Changeons la règle que nous avons prise jusqu’ici pour juger de ce qui est bon. Nous en avions pour règle notre volonté, prenons maintenant la volonté de Dieu : tout ce qu’il veut nous est bon et juste, tout ce qu’il ne veut pas nous est mauvais ?

Tout ce que Dieu ne veut pas est défendu. Les péchés sont défendus par la déclaration générale que Dieu a faite qu’il ne les vouloit pas. Les autres choses qu’il a laissées sans défense générale, et qu’on appelle par cette raison permises, ne sont pas néanmoins toujours permises. Car quand Dieu en éloigne quelqu’une de nous, et que par l’événement, qui est une manifestation de la volonté de Dieu, il paroît que Dieu ne veut pas que nous ayons une chose, cela nous est défendu alors comme le péché, puisque la volonté de Dieu est que nous n’ayons non plus l’un que l’autre. Il y a cette différence seule entre ces deux choses, qu’il est sûr que Dieu ne voudra jamais le péché, au lieu qu’il ne l’est pas qu’il ne voudra jamais l’autre. Mais tandis que Dieu ne la veut pas, nous la devons regarder comme péché ; tandis que l’absence de la volonté de Dieu, qui est seule toute la bonté et toute la justice, la rend injuste et mauvaise.


106.

« Je m’en suis réservé sept mille. » J’aime les adorateurs inconnus au monde, et aux prophètes mêmes.

107.

Les hommes n’ayant pas accoutumé de former le mérite, mais seulement le récompenser où ils le trouvent formé, jugent de Dieu par eux-mêmes.


108.

Ordre. — J’aurois bien pris ce discours d’ordre comme celui-ci : pour montrer la vanité de toutes sortes de conditions, montrer la vanité des vies communes, et puis la vanité des vies philosophiques (pyrrhoniennes, stoïques) ; mais l’ordre ne seroit pas gardé. Je sais un peu ce que c’est, et combien peu de gens l’entendent. Nulle science humaine ne le peut garder. Saint Thomas ne l’a pas gardé. La mathématique le garde, mais elle est inutile en sa profondeur[1].


109.

Ordre par dialogues. — Que dois-je faire ? Je ne vois partout qu’obscurités. Croirai-je que je ne suis rien ? croirai-je que je suis Dieu ?

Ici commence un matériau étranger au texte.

use authormap_store::mailmap::{apply_mailmap, parse_mailmap};
use axum::Json;

use crate::error::ApiError;
use crate::mailmap::requests::{ApplyRequest, ParseRequest};
use crate::mailmap::responses::{ApplyResponse, MailmapEntryResponse, ParseResponse};

pub async fn parse(Json(body): Json<ParseRequest>) -> Result<Json<ParseResponse>, ApiError> {
    let map = parse_mailmap(&body.text)?;
    let entries: Vec<MailmapEntryResponse> = map
        .iter()
        .map(|(key, entry)| MailmapEntryResponse {
            key: key.to_string(),
            canonical_name: entry.canonical_name.clone(),
            canonical_email: entry.canonical_email.clone(),
        })
        .collect();
    let count = entries.len();
    Ok(Json(ParseResponse { entries, count }))
}

pub async fn apply(Json(body): Json<ApplyRequest>) -> Result<Json<ApplyResponse>, ApiError> {
    let map = parse_mailmap(&body.text)?;
    let identities = apply_mailmap(&body.identities, &map);
    let count = identities.len();
    Ok(Json(ApplyResponse { identities, count }))
}
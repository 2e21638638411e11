use serde::{Deserialize, Serialize};

/// Multipliers applied by the pair rules.
#[derive(Debug, Clone, Serialize, Deserialize)]
#[serde(default)]
pub struct ScorerWeights {
    pub same_domain: f64,
    pub cross_domain: f64,
    pub name_mismatch_discount: f64,
}

impl Default for ScorerWeights {
    fn default() -> Self {
        Self {
            same_domain: 0.9,
            cross_domain: 0.7,
            name_mismatch_discount: 0.6,
        }
    }
}

#[derive(Debug, Clone, Serialize, Deserialize)]
#[serde(default)]
pub struct Thresholds {
    /// Pairs scoring below this are not merged.
    pub min_confidence: f64,
    /// Name similarity must exceed this for a name-only match.
    pub name_similarity: f64,
    /// Email matches whose names score below this get discounted.
    pub name_mismatch: f64,
}

impl Default for Thresholds {
    fn default() -> Self {
        Self {
            min_confidence: 0.6,
            name_similarity: 0.8,
            name_mismatch: 0.3,
        }
    }
}

/// Heuristic weights for picking the canonical identity of a cluster.
#[derive(Debug, Clone, Serialize, Deserialize)]
#[serde(default)]
pub struct CanonicalWeights {
    pub noreply_penalty: f64,
    pub generic_penalty: f64,
    pub company_bonus: f64,
    /// Relative score gap under which the fuller name wins.
    pub tie_margin: f64,
}

impl Default for CanonicalWeights {
    fn default() -> Self {
        Self {
            noreply_penalty: 0.1,
            generic_penalty: 0.01,
            company_bonus: 1.5,
            tie_margin: 0.05,
        }
    }
}

#[derive(Debug, Clone, Serialize, Deserialize)]
#[serde(default)]
pub struct MatchingConfig {
    pub weights: ScorerWeights,
    pub thresholds: Thresholds,
    pub canonical: CanonicalWeights,
    /// When false the highest-commit seed of a cluster is always canonical.
    pub rerank_canonical: bool,
}

impl Default for MatchingConfig {
    fn default() -> Self {
        Self {
            weights: ScorerWeights::default(),
            thresholds: Thresholds::default(),
            canonical: CanonicalWeights::default(),
            rerank_canonical: true,
        }
    }
}

impl MatchingConfig {
    pub fn with_min_confidence(min_confidence: f64) -> Self {
        Self {
            thresholds: Thresholds {
                min_confidence,
                ..Thresholds::default()
            },
            ..Self::default()
        }
    }
}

Toutes choses changent et se succèdent. — Vous vous trompez, il y a.


110.

… Une lettre, de la folie de la science humaine et de la philosophie. Cette lettre avant le divertissement.

  1. On lit, p. 29 du manuscrit, cet autre fragment : « Lettre pour porter à rechercher Dieu. Et puis le faire chercher chez les philosophes, pyrrhoniens et dogmatistes, qui travaillent celui qui le recherchent. »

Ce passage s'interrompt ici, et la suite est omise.